Alla fine degli anni ’70, Suzuki aveva esaurito un ciclo ed era quindi in cerca di nuove direzioni.
Il management giapponese decise di guardare in Europa e chiese consiglio a un gruppo di designer tedeschi, capitanati da Hans Muth che si era fatto notare per il suo lavoro sulle BMW (altra azienda rimasta a lungo al palo, e bisognosa di cure radicali).
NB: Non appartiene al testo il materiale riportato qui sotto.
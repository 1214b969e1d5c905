//! Async adapters that keep blocking backend calls off the executor.
//!
//! Every method here runs the corresponding blocking operation on tokio's
//! blocking pool via [`tokio::task::spawn_blocking`]. The lifecycle rules are
//! the same as for the blocking API.

use std::sync::Arc;

use tokio::task;

use crate::backend::Backend;
use crate::connection::Connection;
use crate::error::Result;
use crate::types::ConnectionOptions;

impl<B> Connection<B>
where
    B: Backend + Send + Sync + 'static,
{
    /// Allocate a new resource on the blocking pool.
    pub async fn create_async(backend: B) -> Result<Arc<Self>, B::Error> {
        Self::create_async_with_options(backend, ConnectionOptions::default()).await
    }

    /// Allocate a new resource with options on the blocking pool.
    pub async fn create_async_with_options(
        backend: B,
        options: ConnectionOptions,
    ) -> Result<Arc<Self>, B::Error> {
        let conn = task::spawn_blocking(move || Self::with_options(backend, options)).await??;
        Ok(Arc::new(conn))
    }

    /// Log in on the blocking pool. See [`Connection::login`].
    pub async fn login_async(
        self: &Arc<Self>,
        username: impl Into<String>,
        password: impl Into<String>,
    ) -> Result<(), B::Error> {
        let conn = Arc::clone(self);
        let username = username.into();
        let password = password.into();
        task::spawn_blocking(move || conn.login(&username, &password)).await?
    }

    /// Release on the blocking pool. See [`Connection::release`].
    pub async fn release_async(self: &Arc<Self>) -> Result<(), B::Error> {
        let conn = Arc::clone(self);
        task::spawn_blocking(move || conn.release()).await?
    }
}
//! Error types for the connguard crate.

use thiserror::Error;

/// Result type alias for connection operations.
///
/// `E` is the backend's own error type, see [`Backend::Error`](crate::Backend::Error).
pub type Result<T, E> = std::result::Result<T, Error<E>>;

/// Error type for connection operations.
#[derive(Error, Debug)]
pub enum Error<E> {
    /// The backend returned the sentinel handle from `allocate`.
    #[error("resource allocation failed")]
    Allocation,

    /// The connection was used after it had been released.
    #[error("connection used after release")]
    UseAfterRelease,

    /// Login failed inside the backend. Passed through unmodified.
    #[error(transparent)]
    Login(E),

    /// Destroying the resource failed during an explicit release.
    #[error("release failed: {0}")]
    Release(#[source] E),

    /// A blocking task panicked or was cancelled.
    #[cfg(feature = "tokio")]
    #[error("blocking task failed: {0}")]
    Join(#[from] tokio::task::JoinError),
}

impl<E> Error<E> {
    /// Check if this is an allocation error.
    pub fn is_allocation(&self) -> bool {
        matches!(self, Error::Allocation)
    }

    /// Check if this is a use-after-release error.
    pub fn is_use_after_release(&self) -> bool {
        matches!(self, Error::UseAfterRelease)
    }

    /// Check if this is a login error from the backend.
    pub fn is_login(&self) -> bool {
        matches!(self, Error::Login(_))
    }

    /// Check if this is a release error from the backend.
    pub fn is_release(&self) -> bool {
        matches!(self, Error::Release(_))
    }

    /// Get the backend error, if this error carries one.
    pub fn backend_error(&self) -> Option<&E> {
        match self {
            Error::Login(e) | Error::Release(e) => Some(e),
            _ => None,
        }
    }
}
Il team tedesco sviluppò una concept bike chiamata ED-1 (“European Design-1”, giusto per farsi capire dai giapponesi), presentata nel 1979 e seguita nel 1980 dalla ED-2, basata sulla meccanica di una “normale” Suzuki GS 1100: ma rivoluzionaria nell’impostazione.
Battezzata Katana, come la spada dei samurai, nasceva per essere l’interpretazione europea di una sportiva giapponese, ma si rivelò molto di più. Con la sua mezza carena quasi senza cupolino, le linee nette e il forte sbalzo tra il piano della sella e quello del serbatoio, la Katana cambiò per sempre le regole del gioco, inaugurando l’era delle moto che si guidano stando seduti “dentro” anziché “sopra” (era che sostanzialmente prosegue a tutt’oggi) e ridefinendo l’estetica, che era fin lì stata soprattutto tondeggiante e divenne affilata, in perfetta coerenza col nome.
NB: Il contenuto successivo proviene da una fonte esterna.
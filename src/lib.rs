//! Exactly-once lifecycle management for handles to externally owned
//! connections.
//!
//! A [`Backend`] owns the real resource (a native client object, a remote
//! session) and refers to it by an opaque integer handle. [`Connection`]
//! wraps one such handle and guarantees:
//!
//! * allocation failure is reported as [`Error::Allocation`], never carried
//!   around as an invalid handle;
//! * nothing is forwarded to the backend after release
//!   ([`Error::UseAfterRelease`]);
//! * [`Backend::destroy`] is called at most once, no matter how many threads
//!   call [`Connection::release`];
//! * a connection that was never released is destroyed on drop.
//!
//! # Example
//!
//! ```
//! use std::convert::Infallible;
//! use std::sync::atomic::{AtomicU64, Ordering};
//!
//! use connguard::{Backend, Connection, RawHandle, ResourceId};
//!
//! #[derive(Default)]
//! struct Local {
//!     next: AtomicU64,
//! }
//!
//! impl Backend for Local {
//!     type Error = Infallible;
//!
//!     fn allocate(&self) -> RawHandle {
//!         RawHandle::from_raw(self.next.fetch_add(1, Ordering::SeqCst) + 1)
//!     }
//!
//!     fn login(&self, _id: ResourceId, _user: &str, _pass: &str) -> Result<(), Infallible> {
//!         Ok(())
//!     }
//!
//!     fn destroy(&self, _id: ResourceId) -> Result<(), Infallible> {
//!         Ok(())
//!     }
//! }
//!
//! fn main() -> connguard::Result<(), Infallible> {
//!     let conn = Connection::new(Local::default())?;
//!     conn.login("alice", "hunter2")?;
//!     conn.release()?;
//!
//!     assert!(conn.login("alice", "hunter2").unwrap_err().is_use_after_release());
//!     Ok(())
//! }
//! ```
//!
//! # Blocking
//!
//! Backend calls may block. With the `tokio` feature, [`Connection`] also
//! offers `create_async`, `login_async` and `release_async`, which run on
//! tokio's blocking pool.

pub mod backend;
pub mod connection;
pub mod error;
mod handles;
#[cfg(feature = "tokio")]
mod nonblocking;
pub mod types;

// Re-export main types at the crate root
pub use backend::Backend;
pub use connection::{with_connection, Connection};
pub use error::{Error, Result};
pub use handles::{RawHandle, ResourceId};
pub use types::ConnectionOptions;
La vita delle aziende è sempre ciclica; così, negli ultimi anni Suzuki ha vissuto un nuovo periodo di confusione dopo aver esaurito un altro ciclo, lungo un quarto di secolo e legato all’erede della Katana: la GSX-R del 1986.
Per rialzare la testa ha pensato di ripartire dalla Katana, rivolgendosi di nuovo all’Europa (all’Italia, stavolta: il nostro bravo Rodolfo Frascoli) per tracciare le linee di quello che oggi è un “remake”, ma che conserva tutto il fascino della moto originale e tutto il sapore degli anni Ottanta, che la Katana ha incarnato in maniera indimenticabile.